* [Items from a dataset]
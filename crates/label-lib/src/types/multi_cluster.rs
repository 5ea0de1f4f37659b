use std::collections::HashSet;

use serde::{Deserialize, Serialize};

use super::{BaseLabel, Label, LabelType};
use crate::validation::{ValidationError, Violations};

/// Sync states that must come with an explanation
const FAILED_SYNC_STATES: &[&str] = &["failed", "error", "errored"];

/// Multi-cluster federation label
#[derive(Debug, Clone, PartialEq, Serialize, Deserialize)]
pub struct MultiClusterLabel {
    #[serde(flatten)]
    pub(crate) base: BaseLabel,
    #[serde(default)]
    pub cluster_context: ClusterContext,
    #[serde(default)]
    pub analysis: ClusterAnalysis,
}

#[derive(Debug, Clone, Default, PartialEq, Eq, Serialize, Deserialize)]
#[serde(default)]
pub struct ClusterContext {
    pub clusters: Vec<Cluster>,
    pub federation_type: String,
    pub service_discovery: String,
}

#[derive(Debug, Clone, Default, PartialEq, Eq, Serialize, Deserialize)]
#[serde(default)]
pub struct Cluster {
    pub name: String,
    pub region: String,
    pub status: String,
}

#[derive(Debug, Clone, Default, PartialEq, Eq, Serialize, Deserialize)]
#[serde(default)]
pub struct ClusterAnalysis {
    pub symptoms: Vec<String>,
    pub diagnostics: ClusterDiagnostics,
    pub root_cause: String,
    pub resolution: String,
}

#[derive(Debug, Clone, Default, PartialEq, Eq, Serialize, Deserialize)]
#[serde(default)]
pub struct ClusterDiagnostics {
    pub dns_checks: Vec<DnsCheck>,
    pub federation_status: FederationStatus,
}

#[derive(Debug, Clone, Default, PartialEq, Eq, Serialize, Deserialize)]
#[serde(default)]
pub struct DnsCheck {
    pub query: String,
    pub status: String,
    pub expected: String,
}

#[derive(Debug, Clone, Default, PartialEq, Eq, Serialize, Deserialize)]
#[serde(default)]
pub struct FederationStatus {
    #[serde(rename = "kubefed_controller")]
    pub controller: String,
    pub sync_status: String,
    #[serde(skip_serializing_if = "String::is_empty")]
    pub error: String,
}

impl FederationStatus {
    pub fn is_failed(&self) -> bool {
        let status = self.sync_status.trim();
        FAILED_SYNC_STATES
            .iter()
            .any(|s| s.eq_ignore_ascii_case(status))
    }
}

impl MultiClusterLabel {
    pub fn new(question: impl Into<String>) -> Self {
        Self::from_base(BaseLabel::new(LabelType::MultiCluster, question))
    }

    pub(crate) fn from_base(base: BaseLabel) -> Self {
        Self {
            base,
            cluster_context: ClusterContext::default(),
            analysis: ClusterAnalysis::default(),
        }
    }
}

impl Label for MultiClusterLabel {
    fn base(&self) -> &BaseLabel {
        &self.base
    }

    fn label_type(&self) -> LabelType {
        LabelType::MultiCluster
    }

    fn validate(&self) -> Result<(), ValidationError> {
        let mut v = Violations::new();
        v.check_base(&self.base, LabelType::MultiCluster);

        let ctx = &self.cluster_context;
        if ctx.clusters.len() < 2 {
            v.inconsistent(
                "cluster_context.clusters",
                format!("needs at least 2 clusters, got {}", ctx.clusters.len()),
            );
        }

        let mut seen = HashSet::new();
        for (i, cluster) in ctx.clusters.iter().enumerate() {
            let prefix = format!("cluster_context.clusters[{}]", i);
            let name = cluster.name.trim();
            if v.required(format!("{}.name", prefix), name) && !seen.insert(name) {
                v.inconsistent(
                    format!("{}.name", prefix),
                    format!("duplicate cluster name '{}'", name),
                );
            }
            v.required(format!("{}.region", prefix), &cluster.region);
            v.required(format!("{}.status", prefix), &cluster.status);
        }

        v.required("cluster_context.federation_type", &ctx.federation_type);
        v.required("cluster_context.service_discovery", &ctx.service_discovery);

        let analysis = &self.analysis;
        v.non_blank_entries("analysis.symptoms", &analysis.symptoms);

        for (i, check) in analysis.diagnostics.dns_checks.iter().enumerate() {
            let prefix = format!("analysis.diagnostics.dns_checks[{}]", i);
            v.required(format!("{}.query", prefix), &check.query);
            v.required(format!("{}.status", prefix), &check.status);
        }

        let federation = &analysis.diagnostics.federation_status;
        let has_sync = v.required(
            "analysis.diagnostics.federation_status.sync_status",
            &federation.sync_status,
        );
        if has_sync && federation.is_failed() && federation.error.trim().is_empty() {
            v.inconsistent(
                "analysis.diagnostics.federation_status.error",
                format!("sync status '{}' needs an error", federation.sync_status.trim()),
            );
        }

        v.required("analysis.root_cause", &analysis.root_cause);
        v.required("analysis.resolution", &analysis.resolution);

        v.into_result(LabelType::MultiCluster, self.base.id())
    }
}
==
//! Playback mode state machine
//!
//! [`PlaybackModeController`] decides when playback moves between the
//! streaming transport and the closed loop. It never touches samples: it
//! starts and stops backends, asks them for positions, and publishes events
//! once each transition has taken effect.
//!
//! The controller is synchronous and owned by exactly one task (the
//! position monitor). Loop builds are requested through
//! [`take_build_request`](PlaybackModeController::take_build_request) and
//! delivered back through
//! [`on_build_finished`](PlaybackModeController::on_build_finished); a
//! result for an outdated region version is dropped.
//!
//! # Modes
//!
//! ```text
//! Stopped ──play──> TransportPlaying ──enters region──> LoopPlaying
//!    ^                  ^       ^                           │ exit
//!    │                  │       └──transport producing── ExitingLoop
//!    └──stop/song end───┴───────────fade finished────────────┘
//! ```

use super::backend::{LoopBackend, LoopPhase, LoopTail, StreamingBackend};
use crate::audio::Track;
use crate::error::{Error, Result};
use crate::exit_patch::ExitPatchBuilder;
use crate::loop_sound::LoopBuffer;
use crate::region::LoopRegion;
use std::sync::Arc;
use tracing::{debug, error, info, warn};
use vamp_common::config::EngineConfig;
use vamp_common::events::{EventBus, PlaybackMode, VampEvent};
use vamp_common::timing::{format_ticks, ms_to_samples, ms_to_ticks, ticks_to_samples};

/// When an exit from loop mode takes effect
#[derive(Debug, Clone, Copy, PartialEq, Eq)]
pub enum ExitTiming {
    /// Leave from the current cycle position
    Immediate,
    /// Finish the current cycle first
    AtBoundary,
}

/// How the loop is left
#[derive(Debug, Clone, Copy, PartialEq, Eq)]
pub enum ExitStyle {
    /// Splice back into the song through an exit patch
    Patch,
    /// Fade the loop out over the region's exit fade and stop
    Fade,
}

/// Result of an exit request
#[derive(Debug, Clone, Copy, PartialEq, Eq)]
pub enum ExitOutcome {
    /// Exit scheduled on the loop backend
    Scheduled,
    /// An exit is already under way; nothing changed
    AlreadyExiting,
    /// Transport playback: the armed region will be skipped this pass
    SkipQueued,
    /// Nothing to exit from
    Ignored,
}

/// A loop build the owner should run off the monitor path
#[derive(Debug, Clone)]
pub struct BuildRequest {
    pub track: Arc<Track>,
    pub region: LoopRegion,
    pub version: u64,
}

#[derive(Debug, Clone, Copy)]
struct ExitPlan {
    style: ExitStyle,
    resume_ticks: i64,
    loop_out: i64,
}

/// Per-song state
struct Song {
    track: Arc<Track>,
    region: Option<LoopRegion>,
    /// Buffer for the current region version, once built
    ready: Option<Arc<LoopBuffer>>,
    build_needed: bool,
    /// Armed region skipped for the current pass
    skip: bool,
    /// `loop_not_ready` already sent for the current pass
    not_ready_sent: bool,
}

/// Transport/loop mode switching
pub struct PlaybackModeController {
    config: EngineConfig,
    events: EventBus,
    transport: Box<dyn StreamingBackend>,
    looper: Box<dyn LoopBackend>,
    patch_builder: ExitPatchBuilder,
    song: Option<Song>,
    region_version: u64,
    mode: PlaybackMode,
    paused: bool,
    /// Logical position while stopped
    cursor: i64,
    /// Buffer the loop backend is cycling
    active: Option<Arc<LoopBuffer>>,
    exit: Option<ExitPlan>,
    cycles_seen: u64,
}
* * *
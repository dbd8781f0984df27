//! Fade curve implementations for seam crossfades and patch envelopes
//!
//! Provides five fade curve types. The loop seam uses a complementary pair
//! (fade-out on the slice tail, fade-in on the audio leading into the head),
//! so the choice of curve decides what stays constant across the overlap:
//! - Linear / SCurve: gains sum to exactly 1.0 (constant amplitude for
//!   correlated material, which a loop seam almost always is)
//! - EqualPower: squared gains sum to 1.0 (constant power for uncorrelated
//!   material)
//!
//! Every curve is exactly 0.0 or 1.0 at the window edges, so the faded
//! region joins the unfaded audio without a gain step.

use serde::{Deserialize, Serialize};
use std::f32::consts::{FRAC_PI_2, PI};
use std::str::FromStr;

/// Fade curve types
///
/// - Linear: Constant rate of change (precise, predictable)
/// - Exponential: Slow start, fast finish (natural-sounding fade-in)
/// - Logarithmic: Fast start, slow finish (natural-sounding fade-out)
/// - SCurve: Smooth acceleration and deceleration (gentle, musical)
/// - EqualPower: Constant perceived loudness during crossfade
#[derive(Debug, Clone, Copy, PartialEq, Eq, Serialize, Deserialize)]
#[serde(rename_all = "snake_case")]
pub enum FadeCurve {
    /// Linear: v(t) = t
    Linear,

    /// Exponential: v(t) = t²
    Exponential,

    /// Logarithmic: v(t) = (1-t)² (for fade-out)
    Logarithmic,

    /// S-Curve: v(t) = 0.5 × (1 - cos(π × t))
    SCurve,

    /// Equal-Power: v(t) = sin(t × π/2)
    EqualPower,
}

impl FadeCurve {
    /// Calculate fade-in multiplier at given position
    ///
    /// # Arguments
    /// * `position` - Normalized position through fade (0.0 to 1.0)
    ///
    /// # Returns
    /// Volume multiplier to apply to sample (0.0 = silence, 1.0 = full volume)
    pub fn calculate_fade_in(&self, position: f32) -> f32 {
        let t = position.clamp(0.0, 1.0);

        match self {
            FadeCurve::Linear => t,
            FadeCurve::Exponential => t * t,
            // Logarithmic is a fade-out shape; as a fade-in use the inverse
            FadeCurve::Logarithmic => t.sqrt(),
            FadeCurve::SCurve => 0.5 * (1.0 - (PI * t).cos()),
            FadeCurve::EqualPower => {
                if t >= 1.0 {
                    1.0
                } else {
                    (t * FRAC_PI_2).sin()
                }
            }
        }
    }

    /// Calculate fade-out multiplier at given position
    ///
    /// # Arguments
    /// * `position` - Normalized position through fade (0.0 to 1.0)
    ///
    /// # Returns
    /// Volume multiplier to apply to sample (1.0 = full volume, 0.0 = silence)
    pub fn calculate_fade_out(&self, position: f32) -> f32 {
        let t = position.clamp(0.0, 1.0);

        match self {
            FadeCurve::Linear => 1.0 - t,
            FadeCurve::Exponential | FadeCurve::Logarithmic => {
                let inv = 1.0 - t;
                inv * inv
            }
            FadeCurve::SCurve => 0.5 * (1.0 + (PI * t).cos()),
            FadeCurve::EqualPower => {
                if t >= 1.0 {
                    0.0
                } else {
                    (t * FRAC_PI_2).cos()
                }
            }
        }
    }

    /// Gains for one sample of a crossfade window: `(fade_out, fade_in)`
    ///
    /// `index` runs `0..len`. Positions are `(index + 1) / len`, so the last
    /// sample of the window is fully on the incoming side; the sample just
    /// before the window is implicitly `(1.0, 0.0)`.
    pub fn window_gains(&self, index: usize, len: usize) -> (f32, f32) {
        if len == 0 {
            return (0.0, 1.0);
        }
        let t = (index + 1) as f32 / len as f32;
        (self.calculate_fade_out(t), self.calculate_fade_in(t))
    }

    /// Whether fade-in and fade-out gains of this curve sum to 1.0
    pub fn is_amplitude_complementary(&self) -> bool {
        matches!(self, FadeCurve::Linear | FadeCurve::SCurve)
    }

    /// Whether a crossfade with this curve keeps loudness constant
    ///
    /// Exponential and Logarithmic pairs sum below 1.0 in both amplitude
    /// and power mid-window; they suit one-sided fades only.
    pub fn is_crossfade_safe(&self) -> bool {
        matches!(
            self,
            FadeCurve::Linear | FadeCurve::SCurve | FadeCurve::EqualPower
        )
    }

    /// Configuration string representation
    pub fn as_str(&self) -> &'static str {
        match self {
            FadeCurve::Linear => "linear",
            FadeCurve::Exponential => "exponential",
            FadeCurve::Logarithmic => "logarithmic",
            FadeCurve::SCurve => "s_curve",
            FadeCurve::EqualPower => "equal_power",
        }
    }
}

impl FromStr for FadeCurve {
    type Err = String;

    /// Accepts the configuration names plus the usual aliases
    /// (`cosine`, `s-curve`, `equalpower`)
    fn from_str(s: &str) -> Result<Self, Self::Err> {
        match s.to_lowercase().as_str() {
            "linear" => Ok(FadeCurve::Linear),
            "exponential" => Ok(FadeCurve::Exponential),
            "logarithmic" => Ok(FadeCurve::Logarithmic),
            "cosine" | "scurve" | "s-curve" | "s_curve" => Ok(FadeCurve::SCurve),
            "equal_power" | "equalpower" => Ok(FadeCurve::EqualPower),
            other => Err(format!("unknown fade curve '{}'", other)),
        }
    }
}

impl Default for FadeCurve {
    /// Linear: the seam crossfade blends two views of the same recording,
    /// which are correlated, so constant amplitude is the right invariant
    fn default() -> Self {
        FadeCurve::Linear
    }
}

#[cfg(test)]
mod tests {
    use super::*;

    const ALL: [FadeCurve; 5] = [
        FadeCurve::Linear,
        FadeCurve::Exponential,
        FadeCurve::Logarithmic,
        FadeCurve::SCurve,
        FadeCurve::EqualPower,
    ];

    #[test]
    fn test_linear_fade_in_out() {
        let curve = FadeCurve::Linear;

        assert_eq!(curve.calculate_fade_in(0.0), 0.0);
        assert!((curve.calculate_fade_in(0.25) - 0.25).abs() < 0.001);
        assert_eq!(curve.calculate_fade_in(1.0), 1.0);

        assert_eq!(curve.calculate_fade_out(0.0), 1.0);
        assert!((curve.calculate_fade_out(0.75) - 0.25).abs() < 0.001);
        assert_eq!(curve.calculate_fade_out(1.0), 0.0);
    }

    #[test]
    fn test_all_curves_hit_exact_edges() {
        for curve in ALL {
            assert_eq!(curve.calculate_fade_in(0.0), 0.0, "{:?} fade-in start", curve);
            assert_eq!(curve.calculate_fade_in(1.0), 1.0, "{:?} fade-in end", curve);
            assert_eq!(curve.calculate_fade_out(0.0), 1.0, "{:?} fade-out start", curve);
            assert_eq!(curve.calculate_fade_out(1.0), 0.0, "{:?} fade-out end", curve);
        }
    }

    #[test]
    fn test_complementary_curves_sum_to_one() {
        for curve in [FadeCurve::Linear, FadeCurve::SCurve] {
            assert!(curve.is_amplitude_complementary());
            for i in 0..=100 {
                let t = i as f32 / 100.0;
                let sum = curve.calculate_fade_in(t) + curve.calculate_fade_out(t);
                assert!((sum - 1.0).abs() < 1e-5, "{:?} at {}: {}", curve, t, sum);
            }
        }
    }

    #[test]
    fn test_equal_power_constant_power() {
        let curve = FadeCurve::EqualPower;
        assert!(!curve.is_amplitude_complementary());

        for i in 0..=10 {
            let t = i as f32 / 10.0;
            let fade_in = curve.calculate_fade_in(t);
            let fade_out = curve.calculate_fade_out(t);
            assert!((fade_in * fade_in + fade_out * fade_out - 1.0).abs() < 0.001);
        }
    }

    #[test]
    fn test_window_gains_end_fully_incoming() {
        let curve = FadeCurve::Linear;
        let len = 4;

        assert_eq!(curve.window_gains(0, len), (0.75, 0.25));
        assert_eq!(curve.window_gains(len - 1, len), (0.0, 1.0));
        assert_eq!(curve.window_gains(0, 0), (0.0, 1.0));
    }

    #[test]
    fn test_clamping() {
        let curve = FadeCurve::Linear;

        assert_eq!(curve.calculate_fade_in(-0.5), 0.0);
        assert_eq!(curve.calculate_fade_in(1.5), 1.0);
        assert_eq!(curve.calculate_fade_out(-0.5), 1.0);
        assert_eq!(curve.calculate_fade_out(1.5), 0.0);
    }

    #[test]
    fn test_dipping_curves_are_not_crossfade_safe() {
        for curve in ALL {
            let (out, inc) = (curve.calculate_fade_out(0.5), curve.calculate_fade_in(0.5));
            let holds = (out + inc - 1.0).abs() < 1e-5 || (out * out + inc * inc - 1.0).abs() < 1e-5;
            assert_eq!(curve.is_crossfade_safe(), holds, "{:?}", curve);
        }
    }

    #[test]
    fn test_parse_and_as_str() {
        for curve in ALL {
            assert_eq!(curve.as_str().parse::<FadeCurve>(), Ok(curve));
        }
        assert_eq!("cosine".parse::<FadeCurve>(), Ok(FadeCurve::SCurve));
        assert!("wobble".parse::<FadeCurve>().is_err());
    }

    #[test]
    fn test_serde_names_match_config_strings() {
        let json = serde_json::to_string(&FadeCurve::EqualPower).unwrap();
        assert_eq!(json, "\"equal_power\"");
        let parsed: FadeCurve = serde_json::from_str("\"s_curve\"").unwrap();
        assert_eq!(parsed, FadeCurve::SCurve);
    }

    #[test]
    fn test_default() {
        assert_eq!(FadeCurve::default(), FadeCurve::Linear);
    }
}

* [ABOUT THIS EXERCISE]
Whenever the word "resolution" occurs in a line above, copy that line.

* [ANSWER TO THIS TASK]
    pub resolution: String,
        v.required("analysis.resolution", &analysis.resolution);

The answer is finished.